§ Input data:
::::::::::

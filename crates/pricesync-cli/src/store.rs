//! JSON-file product sink: one pretty-printed `<supplier-slug>.json` per
//! supplier, overwritten on every fetch cycle.

use std::path::{Path, PathBuf};

use pricesync_core::{Product, Supplier};
use pricesync_scraper::{ProductSink, SinkError};

#[derive(Debug, Clone)]
pub(crate) struct JsonFileSink {
    dir: PathBuf,
}

impl JsonFileSink {
    pub(crate) fn new(dir: impl Into<PathBuf>) -> Self {
        Self { dir: dir.into() }
    }

    pub(crate) fn path_for(&self, supplier: &Supplier) -> PathBuf {
        self.dir.join(format!("{}.json", supplier.slug()))
    }
}

impl ProductSink for JsonFileSink {
    async fn store(&self, supplier: &Supplier, products: &[Product]) -> Result<(), SinkError> {
        tokio::fs::create_dir_all(&self.dir)
            .await
            .map_err(|e| io_error(&self.dir, e))?;

        let bytes = serde_json::to_vec_pretty(products)?;
        let path = self.path_for(supplier);
        // Staged write plus rename: the target is never partially written.
        let staging = path.with_extension("json.tmp");
        tokio::fs::write(&staging, &bytes)
            .await
            .map_err(|e| io_error(&staging, e))?;
        tokio::fs::rename(&staging, &path)
            .await
            .map_err(|e| io_error(&path, e))?;

        tracing::info!(
            supplier = %supplier.name,
            module_id = ?supplier.module_id,
            path = %path.display(),
            products = products.len(),
            "saved supplier products"
        );
        Ok(())
    }
}

fn io_error(path: &Path, source: std::io::Error) -> SinkError {
    SinkError::Io {
        path: path.display().to_string(),
        source,
    }
}

#[cfg(test)]
#[path = "store_test.rs"]
mod tests;
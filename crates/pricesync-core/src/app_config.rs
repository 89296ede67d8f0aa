use std::path::PathBuf;

#[derive(Debug, Clone, PartialEq, Eq)]
pub enum Environment {
    Development,
    Test,
    Production,
}

impl std::fmt::Display for Environment {
    fn fmt(&self, f: &mut std::fmt::Formatter<'_>) -> std::fmt::Result {
        match self {
            Environment::Development => write!(f, "development"),
            Environment::Test => write!(f, "test"),
            Environment::Production => write!(f, "production"),
        }
    }
}

#[derive(Debug, Clone)]
pub struct AppConfig {
    pub env: Environment,
    /// Display name used in log lines and the CLI banner.
    pub app_name: String,
    pub debug: bool,
    pub log_level: String,
    pub suppliers_path: PathBuf,
    /// Directory the JSON-file sink writes one `<supplier-slug>.json` into.
    pub output_dir: PathBuf,
    /// Per-supplier request timeout. Each fetch is bounded independently.
    pub fetch_timeout_secs: u64,
    pub user_agent: String,
    /// Optional deadline for the whole fetch cycle. When it elapses, every
    /// in-flight fetch is cancelled and reported as a transport failure.
    pub batch_deadline_secs: Option<u64>,
}

impl AppConfig {
    #[must_use]
    pub fn fetch_timeout(&self) -> std::time::Duration {
        std::time::Duration::from_secs(self.fetch_timeout_secs)
    }
}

::::::::::

§ Instructions for the task: Report all lines of the data above that include the string "every".

§ Response to the exercise:
//! supplier, overwritten on every fetch cycle.
    /// Optional deadline for the whole fetch cycle. When it elapses, every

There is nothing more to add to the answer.